If everybody tries to contribute, you get communication and teamwork for free. Teams do not work because they try to "be a team". They work because people complement each others abilities, and try to work together to achieve a shared goal.

Decide

De minimis non curat praetor. (The magistrate does not consider trifles) -- Roman Proverb

The worst decision is no decision, if the matter is of importance. The best decision is no decision -- if the matter is insignificant, or it is unclear if a decision would improve anything. Act only if the benefits clearly outweigh the risks and costs. But if there is need to act, and you act, go all the way.

Good decisions must be based on reality. You may be able to lie to yourself, and you will then fail. So, good decisions need a culture of candidness, that makes it possible to face the truth. Effective decisions are based on disagreement between different points of view, rather than on consensus. Decisions would ideally be based on fact, but in practice must be based on opinion. People have opinions first, then go get facts that support them. Disagreement highlights the weak points in each position. Disagreement provides alternatives, so that if the decision turns out to be wrong, there is already a fallback position. Disagreement protects the decision maker from giving in to special pleaders. And finally disagreement stimulates to come up with a creative solution.

It is important to understand the nature of the decision. Always assume that a problem is generic at first, or only the first incidence of a string of such problems, and try to solve it by fixing the fundamental conditions, not the individual incident. When a crisis repeats this is a sign that something is fundamentally wrong. Fix the underlying structure.

Many decisions that count are going to be unpleasant and unpopular, they need courage. Do not put them off because of the unpleasant consequences. When cowards ask for "another study", ask if there is any reason to believe that it will produce anything new? And is there reason to believe that the new is likely to be relevant? If the answer is no, do not permit another study. Do not waste the time of good people to cover up your own indecisiveness.
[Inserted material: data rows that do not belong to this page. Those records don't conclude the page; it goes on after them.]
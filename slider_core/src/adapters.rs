// Render adapters: the only slider-specific code. Each turns "show index N"
// into render commands the host applies to the DOM.

use serde::{Deserialize, Serialize};

use crate::types::{PauseAction, RenderCommand};

/// Easing used by track transitions.
pub const TRACK_EASING: &str = "cubic-bezier(0.25, 0.46, 0.45, 0.94)";

/// Player API message that pauses a YouTube iframe.
pub const YOUTUBE_PAUSE_MESSAGE: &str = r#"{"event":"command","func":"pauseVideo","args":""}"#;

/// Delay before a blanked Facebook iframe gets its source back.
pub const FACEBOOK_RELOAD_DELAY_MS: u64 = 100;

/// What the adapter needs to draw one state.
#[derive(Debug, Clone, Copy, PartialEq, Eq)]
pub struct RenderContext {
    pub index: usize,
    pub slide_count: usize,
    /// Configured transition length; adapters must animate for exactly this long.
    pub transition_ms: u64,
}

/// Applies the visual state for an index.
pub trait RenderAdapter {
    /// Noun used in announcements ("image slide", "video", ...).
    fn unit(&self) -> &str;

    fn render(&mut self, ctx: &RenderContext) -> Vec<RenderCommand>;

    /// Slide width changed (resize, orientation change, late image load).
    fn relayout(&mut self, _slide_width_px: f32) {}
}

impl<A: RenderAdapter + ?Sized> RenderAdapter for Box<A> {
    fn unit(&self) -> &str {
        (**self).unit()
    }

    fn render(&mut self, ctx: &RenderContext) -> Vec<RenderCommand> {
        (**self).render(ctx)
    }

    fn relayout(&mut self, slide_width_px: f32) {
        (**self).relayout(slide_width_px)
    }
}

/// Slides laid out in a row; the track is translated by whole slide widths.
#[derive(Debug, Clone)]
pub struct TrackAdapter {
    unit: String,
    slide_width_px: f32,
}

impl TrackAdapter {
    pub fn new(unit: impl Into<String>, slide_width_px: f32) -> Self {
        TrackAdapter {
            unit: unit.into(),
            slide_width_px: slide_width_px.max(0.0),
        }
    }

    fn translate(&self, ctx: &RenderContext) -> RenderCommand {
        let distance = ctx.index as f32 * self.slide_width_px;
        RenderCommand::TranslateTrack {
            offset_px: -distance,
            transform: format!("translateX(-{}px)", distance),
            transition: format!("transform {}ms {}", ctx.transition_ms, TRACK_EASING),
        }
    }
}

impl RenderAdapter for TrackAdapter {
    fn unit(&self) -> &str {
        &self.unit
    }

    fn render(&mut self, ctx: &RenderContext) -> Vec<RenderCommand> {
        vec![self.translate(ctx)]
    }

    fn relayout(&mut self, slide_width_px: f32) {
        self.slide_width_px = slide_width_px.max(0.0);
    }
}

/// Embedded player hosting a video slide.
#[derive(Debug, Clone, Copy, PartialEq, Eq, Serialize, Deserialize)]
#[serde(rename_all = "snake_case")]
pub enum EmbedProvider {
    YouTube,
    Facebook,
    /// No iframe, or a player we cannot pause.
    Other,
}

impl EmbedProvider {
    /// Detect the provider from an iframe `src`.
    pub fn from_src(src: &str) -> Self {
        if src.contains("youtube.com") {
            EmbedProvider::YouTube
        } else if src.contains("facebook.com") {
            EmbedProvider::Facebook
        } else {
            EmbedProvider::Other
        }
    }

    fn pause_action(&self) -> Option<PauseAction> {
        match self {
            EmbedProvider::YouTube => Some(PauseAction::PostMessage {
                message: YOUTUBE_PAUSE_MESSAGE.to_string(),
            }),
            EmbedProvider::Facebook => Some(PauseAction::ReloadSource {
                restore_after_ms: FACEBOOK_RELOAD_DELAY_MS,
            }),
            EmbedProvider::Other => None,
        }
    }
}

/// Track slider whose slides hold embedded players. Players off screen are paused.
#[derive(Debug, Clone)]
pub struct VideoTrackAdapter {
    track: TrackAdapter,
    embeds: Vec<EmbedProvider>,
}

impl VideoTrackAdapter {
    pub fn new(unit: impl Into<String>, slide_width_px: f32, embeds: Vec<EmbedProvider>) -> Self {
        VideoTrackAdapter {
            track: TrackAdapter::new(unit, slide_width_px),
            embeds,
        }
    }

    /// Build from the iframe sources, in slide order.
    pub fn from_sources<S: AsRef<str>>(
        unit: impl Into<String>,
        slide_width_px: f32,
        sources: &[S],
    ) -> Self {
        let embeds = sources
            .iter()
            .map(|s| EmbedProvider::from_src(s.as_ref()))
            .collect();
        Self::new(unit, slide_width_px, embeds)
    }
}

impl RenderAdapter for VideoTrackAdapter {
    fn unit(&self) -> &str {
        self.track.unit()
    }

    fn render(&mut self, ctx: &RenderContext) -> Vec<RenderCommand> {
        let mut commands = vec![self.track.translate(ctx)];
        for (index, embed) in self.embeds.iter().enumerate() {
            if index == ctx.index {
                continue;
            }
            if let Some(action) = embed.pause_action() {
                commands.push(RenderCommand::PauseEmbed { index, action });
            }
        }
        commands
    }

    fn relayout(&mut self, slide_width_px: f32) {
        self.track.relayout(slide_width_px);
    }
}

/// Slides stacked in place; only the current one carries the active class.
#[derive(Debug, Clone)]
pub struct FadeAdapter {
    unit: String,
}

impl FadeAdapter {
    pub fn new(unit: impl Into<String>) -> Self {
        FadeAdapter { unit: unit.into() }
    }
}

impl RenderAdapter for FadeAdapter {
    fn unit(&self) -> &str {
        &self.unit
    }

    fn render(&mut self, ctx: &RenderContext) -> Vec<RenderCommand> {
        (0..ctx.slide_count)
            .map(|index| RenderCommand::SetSlideActive {
                index,
                active: index == ctx.index,
            })
            .collect()
    }
}

#[cfg(test)]
mod tests {
    use super::*;

    fn ctx(index: usize, slide_count: usize) -> RenderContext {
        RenderContext {
            index,
            slide_count,
            transition_ms: 500,
        }
    }

    #[test]
    fn track_translates_by_slide_width() {
        let mut adapter = TrackAdapter::new("image slide", 320.0);
        let commands = adapter.render(&ctx(2, 5));
        assert_eq!(
            commands,
            vec![RenderCommand::TranslateTrack {
                offset_px: -640.0,
                transform: "translateX(-640px)".to_string(),
                transition: format!("transform 500ms {}", TRACK_EASING),
            }]
        );
    }

    #[test]
    fn relayout_changes_offset() {
        let mut adapter = TrackAdapter::new("image slide", 320.0);
        adapter.relayout(400.0);
        match &adapter.render(&ctx(1, 3))[0] {
            RenderCommand::TranslateTrack { offset_px, .. } => assert_eq!(*offset_px, -400.0),
            other => panic!("unexpected command {:?}", other),
        }
    }

    #[test]
    fn provider_detection() {
        assert_eq!(
            EmbedProvider::from_src("https://www.youtube.com/embed/abc?enablejsapi=1"),
            EmbedProvider::YouTube
        );
        assert_eq!(
            EmbedProvider::from_src("https://www.facebook.com/plugins/video.php?href=x"),
            EmbedProvider::Facebook
        );
        assert_eq!(EmbedProvider::from_src(""), EmbedProvider::Other);
    }

    #[test]
    fn video_pauses_only_hidden_players() {
        let mut adapter = VideoTrackAdapter::from_sources(
            "video",
            300.0,
            &[
                "https://www.youtube.com/embed/a",
                "https://www.facebook.com/plugins/video.php",
                "local.mp4",
            ],
        );
        let commands = adapter.render(&ctx(0, 3));

        assert_eq!(commands.len(), 2);
        assert!(matches!(commands[0], RenderCommand::TranslateTrack { .. }));
        assert_eq!(
            commands[1],
            RenderCommand::PauseEmbed {
                index: 1,
                action: PauseAction::ReloadSource {
                    restore_after_ms: 100
                },
            }
        );

        let commands = adapter.render(&ctx(1, 3));
        assert!(commands.contains(&RenderCommand::PauseEmbed {
            index: 0,
            action: PauseAction::PostMessage {
                message: YOUTUBE_PAUSE_MESSAGE.to_string()
            },
        }));
    }

    #[test]
    fn fade_marks_single_slide() {
        let mut adapter = FadeAdapter::new("testimonial");
        let commands = adapter.render(&ctx(1, 3));
        let active: Vec<_> = commands
            .iter()
            .filter(|c| matches!(c, RenderCommand::SetSlideActive { active: true, .. }))
            .collect();
        assert_eq!(commands.len(), 3);
        assert_eq!(
            active,
            vec![&RenderCommand::SetSlideActive {
                index: 1,
                active: true
            }]
        );
    }
}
A decision is not made, until it is decied who will carry it out, until when, and everybody who needs to knwo about it is informed. For any decision, you should personally track how it pans out. Note down your expectation. Build in some feedback mechanism or followup checkpoint to see if it has been carried out and works.

Meetings

The least productive people are usually the ones most in favour of holding meetings. 
-- Thomas Sowell

An organization in which everybody meets all the time is an organization where nobody gets anything done. Many meetings are always a symptom that responsibilities are not clear, or there is overstaffing, too many people for the task. Instead of getting work done, they get in each other's way or need to exchange information. Healthy levels should be below a quarter of the time.

To make meetings effective, decide what the meetings purpose is: making an announcement, making a decision, discussion and brainstorming, one person presenting something, several people reporting on status, inform an executive. Stick to that purpose, do not start a discussion off topic.
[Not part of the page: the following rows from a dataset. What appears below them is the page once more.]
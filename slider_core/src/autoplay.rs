// Autoplay controller. Owns at most one repeating timer in the instance's queue.
// Re-arming always cancels first; the page-visibility flag gates arming.

use tracing::debug;

use crate::timer::{TimerKind, TimerQueue};
use crate::types::{TimerId, Timestamp};

/// Timer-driven advance to the next slide.
#[derive(Debug, Clone)]
pub struct Autoplay {
    enabled: bool,
    delay_ms: u64,
    handle: Option<TimerId>,
    page_visible: bool,
}

impl Autoplay {
    pub fn new(enabled: bool, delay_ms: u64) -> Self {
        Autoplay {
            enabled,
            delay_ms,
            handle: None,
            page_visible: true,
        }
    }

    pub fn is_armed(&self) -> bool {
        self.handle.is_some()
    }

    pub fn handle(&self) -> Option<TimerId> {
        self.handle
    }

    pub fn page_visible(&self) -> bool {
        self.page_visible
    }

    /// Arm a fresh interval. No-op when disabled or while the page is hidden.
    pub fn start(&mut self, timers: &mut TimerQueue, now: Timestamp) {
        if !self.enabled || !self.page_visible {
            return;
        }
        self.stop(timers);
        let id = timers.schedule_repeating(TimerKind::Autoplay, now, self.delay_ms);
        debug!(delay_ms = self.delay_ms, "autoplay armed");
        self.handle = Some(id);
    }

    /// Cancel the interval if armed. Idempotent.
    pub fn stop(&mut self, timers: &mut TimerQueue) {
        if let Some(id) = self.handle.take() {
            timers.cancel(id);
            debug!("autoplay stopped");
        }
    }

    /// Stop then start, so the next advance waits a full delay from `now`.
    pub fn reset(&mut self, timers: &mut TimerQueue, now: Timestamp) {
        self.stop(timers);
        self.start(timers, now);
    }

    /// Hidden pages cancel the interval; becoming visible arms a new one.
    pub fn set_page_visible(&mut self, visible: bool, timers: &mut TimerQueue, now: Timestamp) {
        if visible {
            self.page_visible = true;
            self.start(timers, now);
        } else {
            self.stop(timers);
            self.page_visible = false;
        }
    }

    /// True if `id` is this controller's interval.
    pub fn owns(&self, id: TimerId) -> bool {
        self.handle == Some(id)
    }
}

#[cfg(test)]
mod tests {
    use super::*;

    fn ms(v: u64) -> Timestamp {
        Timestamp::from_millis(v)
    }

    #[test]
    fn disabled_never_arms() {
        let mut timers = TimerQueue::new();
        let mut autoplay = Autoplay::new(false, 5000);
        autoplay.start(&mut timers, ms(0));
        autoplay.reset(&mut timers, ms(0));
        assert!(!autoplay.is_armed());
        assert!(timers.is_empty());
    }

    #[test]
    fn reset_leaves_exactly_one_timer() {
        let mut timers = TimerQueue::new();
        let mut autoplay = Autoplay::new(true, 5000);
        for t in 0..10 {
            autoplay.reset(&mut timers, ms(t * 100));
        }
        assert_eq!(timers.pending(TimerKind::Autoplay), 1);
        assert_eq!(timers.next_deadline(), Some(ms(900 + 5000)));
    }

    #[test]
    fn stop_is_idempotent() {
        let mut timers = TimerQueue::new();
        let mut autoplay = Autoplay::new(true, 8000);
        autoplay.start(&mut timers, ms(0));
        autoplay.stop(&mut timers);
        autoplay.stop(&mut timers);
        assert!(!autoplay.is_armed());
        assert!(timers.is_empty());
    }

    #[test]
    fn visibility_cancels_and_rearms_fresh() {
        let mut timers = TimerQueue::new();
        let mut autoplay = Autoplay::new(true, 5000);
        autoplay.start(&mut timers, ms(0));
        let first = autoplay.handle().unwrap();

        autoplay.set_page_visible(false, &mut timers, ms(1000));
        assert!(!autoplay.is_armed());
        assert!(timers.is_empty());

        // Start while hidden is ignored.
        autoplay.start(&mut timers, ms(2000));
        assert!(!autoplay.is_armed());

        autoplay.set_page_visible(true, &mut timers, ms(3000));
        let second = autoplay.handle().unwrap();
        assert_ne!(first, second);
        assert_eq!(timers.next_deadline(), Some(ms(8000)));
    }
}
Preparation is essential for productive meetings. For decision making and discussion someone has to prepare. Announce the purpose at the beginning. Sum up at the end. Create minutes of the meeting, that list the decision made, who has to carry them out and by when, and distribute it.

You can either direct a meeting and listen for important things being said, summing up at the end, or you can take part and talk, but you can not do both at the same time.

Plan

It wasn't raining when Noah built the ark. --Howard Ruff

When things are slow and there is no urgency, then is the time to implement improvements.